Department of Orthopedics, Second Affiliated Hospital, School of Medicine, Zhejiang University, Hangzhou 310009, China.
Research Institute of Orthopedics, Zhejiang University, Hangzhou 310009, China.
Biomolecules. 2022 Oct 31;12(11):1602. doi: 10.3390/biom12111602.

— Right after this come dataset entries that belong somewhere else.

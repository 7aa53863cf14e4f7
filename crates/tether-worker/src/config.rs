use std::path::PathBuf;
use std::sync::Arc;

use serde::{Deserialize, Serialize};
use tether_store::{FileStorage, InMemoryContentStore, StoreConfig};

use crate::error::WorkerResult;

#[derive(Clone, Debug, PartialEq, Eq, Serialize, Deserialize)]
#[serde(default)]
pub struct WorkerConfig {
    pub store: StoreConfig,
    /// Results kept by the bounded result cache.
    pub cache_capacity: usize,
    /// Directory for the persistent second tier of the content store.
    pub cache_dir: Option<PathBuf>,
}

impl Default for WorkerConfig {
    fn default() -> Self {
        Self {
            store: StoreConfig::default(),
            cache_capacity: tether_cache::DEFAULT_CAPACITY,
            cache_dir: None,
        }
    }
}

impl WorkerConfig {
    /// Build the worker's content store, backed by `cache_dir` when set.
    pub fn open_store(&self) -> WorkerResult<Arc<InMemoryContentStore>> {
        let store = InMemoryContentStore::with_config(self.store.clone());
        let store = match &self.cache_dir {
            Some(dir) => store.with_persistence(Arc::new(FileStorage::open(dir)?)),
            None => store,
        };
        Ok(Arc::new(store))
    }
}

#[cfg(test)]
mod tests {
    use super::*;
    use tether_store::{ContentStore, ObjectKind, StoredObject};

    #[test]
    fn default_config() {
        let c = WorkerConfig::default();
        assert_eq!(c.cache_capacity, 3);
        assert!(c.cache_dir.is_none());
        assert_eq!(c.store, StoreConfig::default());
    }

    #[test]
    fn partial_toml_style_config() {
        let c: WorkerConfig = serde_json::from_str(r#"{"cache_capacity": 8}"#).unwrap();
        assert_eq!(c.cache_capacity, 8);
        assert_eq!(c.store, StoreConfig::default());
    }

    #[test]
    fn persistent_store_survives_restart() {
        let dir = tempfile::tempdir().unwrap();
        let config = WorkerConfig {
            cache_dir: Some(dir.path().to_path_buf()),
            ..Default::default()
        };
        let object = StoredObject::new(ObjectKind::SourceText, b"fn main() {}".to_vec());
        let checksum = config.open_store().unwrap().put(object.clone()).unwrap();

        let reopened = config.open_store().unwrap();
        assert_eq!(reopened.get(&checksum).unwrap(), Some(object));
    }
}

Osteoporosis and osteoporotic fractures comprise a substantial health and socioeconomic burden. The leading cause of osteoporosis is an imbalance in bone formation and bone resorption caused by hyperactive osteoclasts. Therefore, a new strategy to suppress osteoclastogenesis is needed. Parkin is likely closely associated with bone metabolism, although its role in osteoclastogenesis is unclear. In this study, the Parkin protein inhibited the receptor activator of nuclear factor-κB ligand (RANKL)-induced osteoclast formation, osteoclast-specific gene expression, F-actin ring formation, and bone resorption pit formation in vitro. Moreover, depletion of Parkin enhanced RANKL-induced osteoclast formation, osteoclast-specific gene expression, F-actin ring formation, and bone resorption pit formation. Reactive oxygen species (ROS) activity was suppressed, while autophagy was upregulated with the presence of the Parkin protein. ROS activity was upregulated and autophagy was decreased due to Parkin knockdown. In addition, intravenous administration of Parkin rescued ovariectomy-induced bone loss and reduced osteoclastogenesis in vivo. Collectively, Parkin has therapeutic potential for diseases associated with overactive osteoclasts.
骨质疏松症和骨质疏松性骨折给健康和社会经济带来了巨大的负担。骨质疏松症的主要原因是破骨细胞过度活跃导致的骨形成和骨吸收失衡。因此,需要一种新的抑制破骨细胞生成的策略。Parkin 可能与骨代谢密切相关,但其在破骨细胞生成中的作用尚不清楚。在这项研究中,Parkin 蛋白抑制了核因子-κB 配体(RANKL)诱导的体外破骨细胞形成、破骨细胞特异性基因表达、F-actin 环形成和骨吸收陷窝形成。此外,Parkin 耗竭增强了 RANKL 诱导的破骨细胞形成、破骨细胞特异性基因表达、F-actin 环形成和骨吸收陷窝形成。Parkin 蛋白存在时,活性氧(ROS)活性受到抑制,自噬上调。由于 Parkin 敲低,ROS 活性上调,自噬减少。此外,静脉给予 Parkin 可挽救去卵巢诱导的骨丢失,并减少体内的破骨细胞生成。综上所述,Parkin 具有治疗与过度活跃的破骨细胞相关疾病的潜力。